Barker was commenting on reports of discrepancies in the electoral roll, polling and counting throughout the country.
“A few candidates and their supporters and parties seem to think that winning elections is the mark of a true leader and try to do so by whatever means — legal or illegal,” he said.
“You may be a mastermind at electoral fraud, even paid off some officials or large numbers of eligible and ineligible voters to support you, even multiple times, or to fix the rolls, add or remove ballot papers. But no, if you cheated, then you’re not the genuine winner or MP-elect.
“You are a winning cheat perhaps, but not an election winner.
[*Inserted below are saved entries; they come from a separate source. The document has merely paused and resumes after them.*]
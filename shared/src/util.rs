/// Current UTC timestamp in milliseconds
pub fn now_millis() -> i64 {
    chrono::Utc::now().timestamp_millis()
}

/// Generate a Snowflake-style i64 for use as resource ID.
///
/// Layout (53 bits, fits in JavaScript's Number.MAX_SAFE_INTEGER):
///   - 41 bits: milliseconds since 2024-01-01 UTC (~69 years)
///   - 12 bits: random (4096 values per ms)
pub fn snowflake_id() -> i64 {
    use rand::Rng;
    // Custom epoch: 2024-01-01 00:00:00 UTC
    const EPOCH_MS: i64 = 1_704_067_200_000;
    let now = now_millis();
    let ts = (now - EPOCH_MS) & 0x1FF_FFFF_FFFF; // 41 bits
    let rand_bits: i64 = rand::thread_rng().gen_range(0..0x1000); // 12 bits
    (ts << 12) | rand_bits
}

#[cfg(test)]
mod tests {
    use super::*;

    #[test]
    fn snowflake_fits_in_js_safe_integer() {
        let id = snowflake_id();
        assert!(id > 0);
        assert!(id < (1_i64 << 53));
    }
}
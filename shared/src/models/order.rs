//! Order Model

use rust_decimal::Decimal;
use serde::{Deserialize, Serialize};
use std::fmt;
use std::str::FromStr;
use validator::Validate;

/// Prefix of every order number (`AP-0001`)
pub const ORDER_NUMBER_PREFIX: &str = "AP-";

/// Format a sequence number as an order number, zero-padded to 4 digits.
///
/// Numbers above 9999 simply grow wider (`AP-10000`).
pub fn format_order_number(seq: i64) -> String {
    format!("{ORDER_NUMBER_PREFIX}{seq:04}")
}

/// Parse the numeric suffix after the last hyphen. Unparseable yields 0.
pub fn order_number_suffix(number: &str) -> i64 {
    number
        .rsplit('-')
        .next()
        .and_then(|s| s.trim().parse::<i64>().ok())
        .unwrap_or(0)
}

/// Order lifecycle status
#[derive(Debug, Clone, Copy, PartialEq, Eq, Hash, Default, Serialize, Deserialize)]
#[serde(rename_all = "kebab-case")]
pub enum OrderStatus {
    #[default]
    Pending,
    InProcess,
    Completed,
    Cancelled,
}

impl OrderStatus {
    pub fn as_str(&self) -> &'static str {
        match self {
            Self::Pending => "pending",
            Self::InProcess => "in-process",
            Self::Completed => "completed",
            Self::Cancelled => "cancelled",
        }
    }

    /// Whether an order in this state holds its line quantities out of stock
    pub fn reserves_stock(&self) -> bool {
        !matches!(self, Self::Cancelled)
    }

    /// Parse a status coming from a client.
    ///
    /// Accepts the four canonical names and the legacy synonyms
    /// (`confirmed`, `preparing`, `ready`, `delivered`). For a legacy
    /// synonym the original word is returned as display label.
    pub fn parse_input(raw: &str) -> Option<(Self, Option<&'static str>)> {
        let normalized = raw.trim().to_ascii_lowercase();
        let parsed = match normalized.as_str() {
            "pending" => (Self::Pending, None),
            "in-process" | "in_process" => (Self::InProcess, None),
            "completed" => (Self::Completed, None),
            "cancelled" | "canceled" => (Self::Cancelled, None),
            "confirmed" => (Self::InProcess, Some("confirmed")),
            "preparing" => (Self::InProcess, Some("preparing")),
            "ready" => (Self::InProcess, Some("ready")),
            "delivered" => (Self::Completed, Some("delivered")),
            _ => return None,
        };
        Some(parsed)
    }
}

impl fmt::Display for OrderStatus {
    fn fmt(&self, f: &mut fmt::Formatter<'_>) -> fmt::Result {
        f.write_str(self.as_str())
    }
}

impl FromStr for OrderStatus {
    type Err = String;

    fn from_str(s: &str) -> Result<Self, Self::Err> {
        Self::parse_input(s)
            .map(|(status, _)| status)
            .ok_or_else(|| format!("unknown order status: {s}"))
    }
}

/// Payment method chosen at checkout
#[derive(Debug, Clone, Copy, PartialEq, Eq, Hash, Default, Serialize, Deserialize)]
#[serde(rename_all = "kebab-case")]
pub enum PaymentMethod {
    #[default]
    Cash,
    BankTransfer,
    EWallet,
}

impl PaymentMethod {
    pub fn as_str(&self) -> &'static str {
        match self {
            Self::Cash => "cash",
            Self::BankTransfer => "bank-transfer",
            Self::EWallet => "e-wallet",
        }
    }
}

impl FromStr for PaymentMethod {
    type Err = String;

    fn from_str(s: &str) -> Result<Self, Self::Err> {
        match s {
            "cash" => Ok(Self::Cash),
            "bank-transfer" => Ok(Self::BankTransfer),
            "e-wallet" => Ok(Self::EWallet),
            other => Err(format!("unknown payment method: {other}")),
        }
    }
}

/// Customer snapshot stored on the order
#[derive(Debug, Clone, PartialEq, Serialize, Deserialize, Validate)]
pub struct Customer {
    #[validate(length(min = 1, max = 200, message = "Customer name is required"))]
    pub name: String,
    #[validate(length(min = 1, max = 200, message = "Customer email is required"))]
    pub email: String,
    #[validate(length(min = 1, max = 50, message = "Customer phone is required"))]
    pub phone: String,
    #[validate(length(min = 1, max = 500, message = "Customer address is required"))]
    pub address: String,
}

impl Customer {
    /// Trim every field in place (whitespace-only input then fails validation)
    pub fn trimmed(self) -> Self {
        Self {
            name: self.name.trim().to_string(),
            email: self.email.trim().to_string(),
            phone: self.phone.trim().to_string(),
            address: self.address.trim().to_string(),
        }
    }
}

/// Order line, prices frozen at order time
#[derive(Debug, Clone, PartialEq, Serialize, Deserialize)]
pub struct OrderItem {
    pub product_id: i64,
    /// Product name at order time
    pub product_name: String,
    pub quantity: i64,
    #[serde(with = "rust_decimal::serde::float")]
    pub unit_price: Decimal,
    /// quantity × unit_price
    #[serde(with = "rust_decimal::serde::float")]
    pub subtotal: Decimal,
}

/// Order entity
#[derive(Debug, Clone, PartialEq, Serialize, Deserialize)]
pub struct Order {
    pub id: i64,
    /// `AP-NNNN`, immutable once assigned
    pub number: String,
    pub customer: Customer,
    pub items: Vec<OrderItem>,
    /// Sum of item subtotals
    #[serde(with = "rust_decimal::serde::float")]
    pub total: Decimal,
    pub status: OrderStatus,
    /// Legacy display label (e.g. "ready") kept alongside the canonical status
    #[serde(skip_serializing_if = "Option::is_none")]
    pub status_label: Option<String>,
    pub payment_method: PaymentMethod,
    pub notes: Option<String>,
    pub created_at: i64,
    pub updated_at: i64,
}

/// Requested order line
#[derive(Debug, Clone, Copy, Serialize, Deserialize, Validate)]
pub struct OrderLineInput {
    pub product_id: i64,
    #[validate(range(min = 1, message = "Quantity must be at least 1"))]
    pub quantity: i64,
}

/// Create order payload
///
/// Client-sent prices, subtotals and totals are not part of the payload and
/// are ignored if present.
#[derive(Debug, Clone, Serialize, Deserialize, Validate)]
pub struct OrderCreate {
    #[validate(nested)]
    pub customer: Customer,
    #[validate(length(min = 1, message = "Order must contain at least one item"), nested)]
    pub items: Vec<OrderLineInput>,
    #[serde(default)]
    pub payment_method: PaymentMethod,
    pub notes: Option<String>,
}

/// Update order payload (admin)
#[derive(Debug, Clone, Default, Serialize, Deserialize)]
pub struct OrderUpdate {
    /// Canonical status or legacy synonym
    pub status: Option<String>,
    pub notes: Option<String>,
    pub payment_method: Option<PaymentMethod>,
}

/// Response of a successful order creation
#[derive(Debug, Clone, Serialize, Deserialize)]
pub struct OrderCreated {
    pub order: Order,
    /// Present when the order number was assigned in degraded mode
    #[serde(skip_serializing_if = "Option::is_none")]
    pub warning: Option<String>,
}

#[cfg(test)]
mod tests {
    use super::*;

    #[test]
    fn order_number_format() {
        assert_eq!(format_order_number(1), "AP-0001");
        assert_eq!(format_order_number(42), "AP-0042");
        assert_eq!(format_order_number(10000), "AP-10000");
    }

    #[test]
    fn order_number_suffix_parsing() {
        assert_eq!(order_number_suffix("AP-0042"), 42);
        assert_eq!(order_number_suffix("AP-10000"), 10000);
        assert_eq!(order_number_suffix("AP-XYZ"), 0);
        assert_eq!(order_number_suffix("garbage"), 0);
    }

    #[test]
    fn legacy_status_aliases() {
        assert_eq!(
            OrderStatus::parse_input("Ready"),
            Some((OrderStatus::InProcess, Some("ready")))
        );
        assert_eq!(
            OrderStatus::parse_input("delivered"),
            Some((OrderStatus::Completed, Some("delivered")))
        );
        assert_eq!(
            OrderStatus::parse_input("cancelled"),
            Some((OrderStatus::Cancelled, None))
        );
        assert_eq!(OrderStatus::parse_input("shipped"), None);
    }

    #[test]
    fn status_wire_names() {
        let json = serde_json::to_string(&OrderStatus::InProcess).unwrap();
        assert_eq!(json, "\"in-process\"");
        assert!(OrderStatus::Completed.reserves_stock());
        assert!(!OrderStatus::Cancelled.reserves_stock());
    }

    #[test]
    fn create_payload_validation() {
        let payload: OrderCreate = serde_json::from_str(
            r#"{
                "customer": {"name": "Ana", "email": "ana@example.com", "phone": "300", "address": "Calle 1"},
                "items": [{"product_id": 1, "quantity": 2, "price": 999}],
                "total": 1
            }"#,
        )
        .unwrap();
        assert!(payload.validate().is_ok());
        assert_eq!(payload.payment_method, PaymentMethod::Cash);

        let empty: OrderCreate = serde_json::from_str(
            r#"{
                "customer": {"name": "Ana", "email": "", "phone": "300", "address": "Calle 1"},
                "items": []
            }"#,
        )
        .unwrap();
        assert!(empty.validate().is_err());

        let zero_qty: OrderCreate = serde_json::from_str(
            r#"{
                "customer": {"name": "Ana", "email": "ana@example.com", "phone": "300", "address": "Calle 1"},
                "items": [{"product_id": 1, "quantity": 0}]
            }"#,
        )
        .unwrap();
        assert!(zero_qty.validate().is_err());
    }
}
Just the same as if you took steroids to win a race, or pushed another competitor off the track.”
Barker said some people could get away with cheating and not be ousted in a Court of Disputed Returns.
“But if it was by denying genuine voters, adult men and women, their chance to cast their own votes, by intimidation, block-voting, rigging of ballot boxes or the roll, then you are still nothing, even if you get declared,” he said.
Barker said if candidates, supporters, parties and voters were not aware of that, and believed that winning by any means was the ultimate test, then PNG had a lot of work ahead.